[LISTED ENTRIES]

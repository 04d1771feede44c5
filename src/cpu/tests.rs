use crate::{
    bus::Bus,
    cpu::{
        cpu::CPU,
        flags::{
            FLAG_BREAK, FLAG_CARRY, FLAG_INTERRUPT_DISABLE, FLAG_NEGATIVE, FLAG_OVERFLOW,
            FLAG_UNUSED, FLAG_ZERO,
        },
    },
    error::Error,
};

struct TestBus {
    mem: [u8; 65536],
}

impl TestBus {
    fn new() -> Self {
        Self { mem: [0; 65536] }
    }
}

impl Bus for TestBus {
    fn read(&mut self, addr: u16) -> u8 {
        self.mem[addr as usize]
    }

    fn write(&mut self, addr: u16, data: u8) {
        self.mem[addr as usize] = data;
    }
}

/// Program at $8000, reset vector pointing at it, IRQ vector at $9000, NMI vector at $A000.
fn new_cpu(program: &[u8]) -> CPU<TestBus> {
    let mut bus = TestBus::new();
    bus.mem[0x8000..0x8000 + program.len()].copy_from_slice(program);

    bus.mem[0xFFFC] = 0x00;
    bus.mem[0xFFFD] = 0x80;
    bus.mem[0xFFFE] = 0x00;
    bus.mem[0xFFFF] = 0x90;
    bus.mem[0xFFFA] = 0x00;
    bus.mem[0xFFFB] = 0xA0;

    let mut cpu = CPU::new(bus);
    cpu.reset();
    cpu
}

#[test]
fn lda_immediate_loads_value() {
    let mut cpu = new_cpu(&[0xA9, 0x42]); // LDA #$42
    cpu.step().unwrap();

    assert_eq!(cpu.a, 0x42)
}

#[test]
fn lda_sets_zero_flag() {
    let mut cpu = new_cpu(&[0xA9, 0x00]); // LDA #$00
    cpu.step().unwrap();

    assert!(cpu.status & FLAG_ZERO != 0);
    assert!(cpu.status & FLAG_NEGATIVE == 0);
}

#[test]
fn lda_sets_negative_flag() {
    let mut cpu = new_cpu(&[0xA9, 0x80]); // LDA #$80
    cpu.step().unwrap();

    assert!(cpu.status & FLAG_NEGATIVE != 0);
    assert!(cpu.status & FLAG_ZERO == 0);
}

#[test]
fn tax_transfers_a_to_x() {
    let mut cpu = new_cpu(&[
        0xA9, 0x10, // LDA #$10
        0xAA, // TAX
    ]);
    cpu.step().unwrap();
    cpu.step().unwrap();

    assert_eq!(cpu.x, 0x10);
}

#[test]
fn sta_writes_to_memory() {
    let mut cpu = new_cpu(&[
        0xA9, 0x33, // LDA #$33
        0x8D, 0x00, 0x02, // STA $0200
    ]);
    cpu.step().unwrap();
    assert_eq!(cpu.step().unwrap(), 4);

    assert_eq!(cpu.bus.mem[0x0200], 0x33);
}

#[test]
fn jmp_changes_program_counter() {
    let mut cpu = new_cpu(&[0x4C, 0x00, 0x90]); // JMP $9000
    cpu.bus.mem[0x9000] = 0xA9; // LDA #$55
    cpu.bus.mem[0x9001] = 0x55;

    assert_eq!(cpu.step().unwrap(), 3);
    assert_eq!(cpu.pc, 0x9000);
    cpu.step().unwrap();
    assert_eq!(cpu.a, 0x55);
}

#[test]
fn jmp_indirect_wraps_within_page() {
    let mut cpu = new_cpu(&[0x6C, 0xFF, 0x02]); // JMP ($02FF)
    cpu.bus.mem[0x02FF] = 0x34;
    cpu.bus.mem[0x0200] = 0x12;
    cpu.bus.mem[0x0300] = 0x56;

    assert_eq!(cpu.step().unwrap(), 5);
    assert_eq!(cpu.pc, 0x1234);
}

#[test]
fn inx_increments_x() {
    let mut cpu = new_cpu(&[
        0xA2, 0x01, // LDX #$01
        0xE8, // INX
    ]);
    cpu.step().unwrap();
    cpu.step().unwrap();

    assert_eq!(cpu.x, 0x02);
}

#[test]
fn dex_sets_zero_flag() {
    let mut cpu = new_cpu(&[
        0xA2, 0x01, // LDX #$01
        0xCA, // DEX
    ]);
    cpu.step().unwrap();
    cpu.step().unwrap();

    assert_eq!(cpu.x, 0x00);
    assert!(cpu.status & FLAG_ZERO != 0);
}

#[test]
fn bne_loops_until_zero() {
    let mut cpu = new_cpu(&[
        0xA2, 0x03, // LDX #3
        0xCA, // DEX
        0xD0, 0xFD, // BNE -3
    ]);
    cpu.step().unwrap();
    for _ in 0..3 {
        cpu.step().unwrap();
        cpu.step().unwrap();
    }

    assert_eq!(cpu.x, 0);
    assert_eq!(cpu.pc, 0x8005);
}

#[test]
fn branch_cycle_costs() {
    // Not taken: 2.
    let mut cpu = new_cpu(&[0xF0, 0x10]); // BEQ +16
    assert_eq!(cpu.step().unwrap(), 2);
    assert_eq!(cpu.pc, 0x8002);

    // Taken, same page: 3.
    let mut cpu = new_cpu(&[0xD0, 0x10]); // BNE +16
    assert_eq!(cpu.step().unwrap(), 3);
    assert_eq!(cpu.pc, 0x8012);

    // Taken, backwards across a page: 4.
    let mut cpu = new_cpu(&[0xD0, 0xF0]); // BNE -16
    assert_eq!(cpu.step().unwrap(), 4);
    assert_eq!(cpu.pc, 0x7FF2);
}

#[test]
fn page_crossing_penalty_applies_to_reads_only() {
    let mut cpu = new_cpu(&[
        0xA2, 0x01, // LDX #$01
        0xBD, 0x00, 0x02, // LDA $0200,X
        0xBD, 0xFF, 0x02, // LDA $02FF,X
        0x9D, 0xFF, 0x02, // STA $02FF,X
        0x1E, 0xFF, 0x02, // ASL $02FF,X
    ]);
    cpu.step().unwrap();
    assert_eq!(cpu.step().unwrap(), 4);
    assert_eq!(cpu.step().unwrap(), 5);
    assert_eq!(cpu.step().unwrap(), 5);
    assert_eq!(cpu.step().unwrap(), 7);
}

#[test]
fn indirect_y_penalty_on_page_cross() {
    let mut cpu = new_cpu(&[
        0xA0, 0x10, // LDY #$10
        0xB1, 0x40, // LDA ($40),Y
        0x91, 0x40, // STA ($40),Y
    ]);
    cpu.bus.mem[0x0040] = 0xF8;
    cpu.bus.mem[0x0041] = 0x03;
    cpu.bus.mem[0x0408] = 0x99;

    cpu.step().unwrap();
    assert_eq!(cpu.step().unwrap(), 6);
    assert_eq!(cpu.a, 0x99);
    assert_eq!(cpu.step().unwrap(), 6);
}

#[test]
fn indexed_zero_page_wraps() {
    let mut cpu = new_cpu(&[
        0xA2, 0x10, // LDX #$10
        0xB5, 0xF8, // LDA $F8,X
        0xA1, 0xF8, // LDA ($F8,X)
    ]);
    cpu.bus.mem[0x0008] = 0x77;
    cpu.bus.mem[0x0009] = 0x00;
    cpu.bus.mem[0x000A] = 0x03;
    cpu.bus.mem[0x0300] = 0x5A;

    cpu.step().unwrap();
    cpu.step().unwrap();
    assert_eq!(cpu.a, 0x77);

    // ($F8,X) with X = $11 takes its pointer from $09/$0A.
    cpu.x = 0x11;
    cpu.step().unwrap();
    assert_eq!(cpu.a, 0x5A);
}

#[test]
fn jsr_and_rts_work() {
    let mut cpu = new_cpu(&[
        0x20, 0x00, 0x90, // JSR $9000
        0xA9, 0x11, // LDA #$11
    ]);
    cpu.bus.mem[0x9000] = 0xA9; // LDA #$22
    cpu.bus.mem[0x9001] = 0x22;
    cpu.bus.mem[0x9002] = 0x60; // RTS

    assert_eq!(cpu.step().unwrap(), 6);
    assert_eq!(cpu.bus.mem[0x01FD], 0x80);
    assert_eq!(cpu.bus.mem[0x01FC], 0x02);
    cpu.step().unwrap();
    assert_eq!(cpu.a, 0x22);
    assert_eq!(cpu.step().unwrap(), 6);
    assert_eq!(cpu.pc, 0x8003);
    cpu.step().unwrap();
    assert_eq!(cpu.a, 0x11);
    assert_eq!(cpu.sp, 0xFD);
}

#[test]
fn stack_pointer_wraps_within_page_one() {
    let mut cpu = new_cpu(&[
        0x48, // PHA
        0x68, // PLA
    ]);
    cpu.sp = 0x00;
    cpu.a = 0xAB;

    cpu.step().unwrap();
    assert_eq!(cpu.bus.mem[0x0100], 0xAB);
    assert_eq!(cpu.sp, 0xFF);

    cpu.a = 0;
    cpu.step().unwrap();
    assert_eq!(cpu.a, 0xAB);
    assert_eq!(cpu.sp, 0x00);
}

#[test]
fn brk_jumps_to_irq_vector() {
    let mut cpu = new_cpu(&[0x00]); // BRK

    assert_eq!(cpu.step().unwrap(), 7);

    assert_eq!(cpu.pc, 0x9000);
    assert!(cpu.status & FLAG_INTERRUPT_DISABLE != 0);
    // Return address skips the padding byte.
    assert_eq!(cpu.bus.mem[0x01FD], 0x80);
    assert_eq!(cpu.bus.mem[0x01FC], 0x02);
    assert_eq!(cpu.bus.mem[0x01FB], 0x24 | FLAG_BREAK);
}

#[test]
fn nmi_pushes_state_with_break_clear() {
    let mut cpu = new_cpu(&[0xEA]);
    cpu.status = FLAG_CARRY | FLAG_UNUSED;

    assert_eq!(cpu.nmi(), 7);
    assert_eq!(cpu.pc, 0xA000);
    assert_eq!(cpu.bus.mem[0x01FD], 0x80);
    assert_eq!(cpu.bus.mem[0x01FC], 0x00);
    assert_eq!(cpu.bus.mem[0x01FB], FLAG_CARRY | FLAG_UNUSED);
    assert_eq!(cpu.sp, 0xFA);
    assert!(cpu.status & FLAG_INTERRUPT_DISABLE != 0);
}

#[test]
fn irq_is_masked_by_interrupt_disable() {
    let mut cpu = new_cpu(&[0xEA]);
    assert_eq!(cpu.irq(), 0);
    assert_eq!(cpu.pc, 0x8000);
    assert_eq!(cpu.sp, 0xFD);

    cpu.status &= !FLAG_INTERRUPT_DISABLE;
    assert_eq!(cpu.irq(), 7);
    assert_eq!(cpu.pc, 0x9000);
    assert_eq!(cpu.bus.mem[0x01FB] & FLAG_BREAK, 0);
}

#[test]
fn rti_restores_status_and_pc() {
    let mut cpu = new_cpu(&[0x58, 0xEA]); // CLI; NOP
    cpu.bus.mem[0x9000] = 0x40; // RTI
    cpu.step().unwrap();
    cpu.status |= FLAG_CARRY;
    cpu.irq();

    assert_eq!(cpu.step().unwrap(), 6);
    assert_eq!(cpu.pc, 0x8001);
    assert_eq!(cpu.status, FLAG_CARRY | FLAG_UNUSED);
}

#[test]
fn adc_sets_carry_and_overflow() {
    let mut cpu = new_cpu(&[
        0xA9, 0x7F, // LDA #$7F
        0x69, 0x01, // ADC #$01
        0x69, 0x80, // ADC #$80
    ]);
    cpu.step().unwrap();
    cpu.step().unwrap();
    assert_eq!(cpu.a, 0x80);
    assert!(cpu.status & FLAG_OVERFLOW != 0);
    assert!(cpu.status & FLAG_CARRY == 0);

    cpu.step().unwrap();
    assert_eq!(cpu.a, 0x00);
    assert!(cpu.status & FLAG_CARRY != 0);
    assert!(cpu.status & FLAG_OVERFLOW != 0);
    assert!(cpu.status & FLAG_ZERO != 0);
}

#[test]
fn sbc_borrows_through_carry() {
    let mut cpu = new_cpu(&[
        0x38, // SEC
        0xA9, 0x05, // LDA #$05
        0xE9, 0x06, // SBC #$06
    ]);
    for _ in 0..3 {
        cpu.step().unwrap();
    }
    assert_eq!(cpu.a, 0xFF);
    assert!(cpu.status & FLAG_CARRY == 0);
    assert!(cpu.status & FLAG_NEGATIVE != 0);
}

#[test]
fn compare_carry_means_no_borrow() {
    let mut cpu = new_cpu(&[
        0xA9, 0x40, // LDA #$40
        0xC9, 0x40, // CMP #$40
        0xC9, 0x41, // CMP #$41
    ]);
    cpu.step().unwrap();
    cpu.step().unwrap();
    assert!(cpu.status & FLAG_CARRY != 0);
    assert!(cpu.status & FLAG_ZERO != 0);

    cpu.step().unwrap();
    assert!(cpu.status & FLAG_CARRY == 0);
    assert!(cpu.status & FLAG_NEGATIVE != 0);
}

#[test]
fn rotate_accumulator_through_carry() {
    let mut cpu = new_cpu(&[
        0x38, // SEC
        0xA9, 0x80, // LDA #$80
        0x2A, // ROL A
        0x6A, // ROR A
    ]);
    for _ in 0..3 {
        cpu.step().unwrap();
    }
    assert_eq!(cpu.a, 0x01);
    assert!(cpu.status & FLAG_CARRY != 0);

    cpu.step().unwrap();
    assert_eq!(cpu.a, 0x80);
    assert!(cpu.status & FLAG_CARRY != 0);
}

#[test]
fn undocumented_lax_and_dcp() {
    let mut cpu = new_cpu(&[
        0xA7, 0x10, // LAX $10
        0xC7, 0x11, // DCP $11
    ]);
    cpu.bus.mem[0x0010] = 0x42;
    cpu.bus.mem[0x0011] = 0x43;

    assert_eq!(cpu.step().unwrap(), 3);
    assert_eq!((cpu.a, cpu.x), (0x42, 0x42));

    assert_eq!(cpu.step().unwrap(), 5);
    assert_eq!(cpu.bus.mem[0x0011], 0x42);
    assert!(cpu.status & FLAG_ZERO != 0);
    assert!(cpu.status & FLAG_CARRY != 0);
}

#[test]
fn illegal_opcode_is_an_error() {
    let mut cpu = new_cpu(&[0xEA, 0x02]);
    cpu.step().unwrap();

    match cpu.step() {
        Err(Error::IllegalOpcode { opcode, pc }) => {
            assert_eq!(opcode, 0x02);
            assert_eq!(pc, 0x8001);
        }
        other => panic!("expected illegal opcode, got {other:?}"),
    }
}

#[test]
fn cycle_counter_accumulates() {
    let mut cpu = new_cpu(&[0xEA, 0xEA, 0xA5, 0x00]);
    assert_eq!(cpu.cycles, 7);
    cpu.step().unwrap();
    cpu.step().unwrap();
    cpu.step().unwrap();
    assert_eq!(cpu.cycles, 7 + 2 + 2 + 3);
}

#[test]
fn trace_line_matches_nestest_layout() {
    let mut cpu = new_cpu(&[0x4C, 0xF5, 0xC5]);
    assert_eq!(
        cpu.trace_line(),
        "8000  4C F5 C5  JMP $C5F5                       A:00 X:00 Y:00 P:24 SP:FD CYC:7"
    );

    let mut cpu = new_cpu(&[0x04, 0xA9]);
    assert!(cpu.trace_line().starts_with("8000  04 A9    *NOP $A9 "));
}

[/LISTED ENTRIES]
[LISTED ENTRIES]

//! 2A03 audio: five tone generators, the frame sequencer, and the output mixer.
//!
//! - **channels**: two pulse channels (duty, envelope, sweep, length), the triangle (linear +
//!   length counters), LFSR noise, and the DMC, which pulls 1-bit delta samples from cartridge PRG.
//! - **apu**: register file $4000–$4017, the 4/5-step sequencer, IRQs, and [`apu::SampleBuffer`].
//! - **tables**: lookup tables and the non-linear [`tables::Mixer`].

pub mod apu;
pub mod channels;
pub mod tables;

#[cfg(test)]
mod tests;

[/LISTED ENTRIES]

▶ _YOUR ASSIGNMENT_: Among the entries above, locate the lines containing "repository 04d1771feede44c5" and "0xA9, 0x33, // LDA #$33", and transcribe exactly those two lines and all lines between.

▶ _OUTPUT BELOW_:
repository 04d1771feede44c5
filename src/cpu/tests.rs
use crate::{
    bus::Bus,
    cpu::{
        cpu::CPU,
        flags::{
            FLAG_BREAK, FLAG_CARRY, FLAG_INTERRUPT_DISABLE, FLAG_NEGATIVE, FLAG_OVERFLOW,
            FLAG_UNUSED, FLAG_ZERO,
        },
    },
    error::Error,
};

struct TestBus {
    mem: [u8; 65536],
}

impl TestBus {
    fn new() -> Self {
        Self { mem: [0; 65536] }
    }
}

impl Bus for TestBus {
    fn read(&mut self, addr: u16) -> u8 {
        self.mem[addr as usize]
    }

    fn write(&mut self, addr: u16, data: u8) {
        self.mem[addr as usize] = data;
    }
}

/// Program at $8000, reset vector pointing at it, IRQ vector at $9000, NMI vector at $A000.
fn new_cpu(program: &[u8]) -> CPU<TestBus> {
    let mut bus = TestBus::new();
    bus.mem[0x8000..0x8000 + program.len()].copy_from_slice(program);

    bus.mem[0xFFFC] = 0x00;
    bus.mem[0xFFFD] = 0x80;
    bus.mem[0xFFFE] = 0x00;
    bus.mem[0xFFFF] = 0x90;
    bus.mem[0xFFFA] = 0x00;
    bus.mem[0xFFFB] = 0xA0;

    let mut cpu = CPU::new(bus);
    cpu.reset();
    cpu
}

#[test]
fn lda_immediate_loads_value() {
    let mut cpu = new_cpu(&[0xA9, 0x42]); // LDA #$42
    cpu.step().unwrap();

    assert_eq!(cpu.a, 0x42)
}

#[test]
fn lda_sets_zero_flag() {
    let mut cpu = new_cpu(&[0xA9, 0x00]); // LDA #$00
    cpu.step().unwrap();

    assert!(cpu.status & FLAG_ZERO != 0);
    assert!(cpu.status & FLAG_NEGATIVE == 0);
}

#[test]
fn lda_sets_negative_flag() {
    let mut cpu = new_cpu(&[0xA9, 0x80]); // LDA #$80
    cpu.step().unwrap();

    assert!(cpu.status & FLAG_NEGATIVE != 0);
    assert!(cpu.status & FLAG_ZERO == 0);
}

#[test]
fn tax_transfers_a_to_x() {
    let mut cpu = new_cpu(&[
        0xA9, 0x10, // LDA #$10
        0xAA, // TAX
    ]);
    cpu.step().unwrap();
    cpu.step().unwrap();

    assert_eq!(cpu.x, 0x10);
}

#[test]
fn sta_writes_to_memory() {
    let mut cpu = new_cpu(&[
        0xA9, 0x33, // LDA #$33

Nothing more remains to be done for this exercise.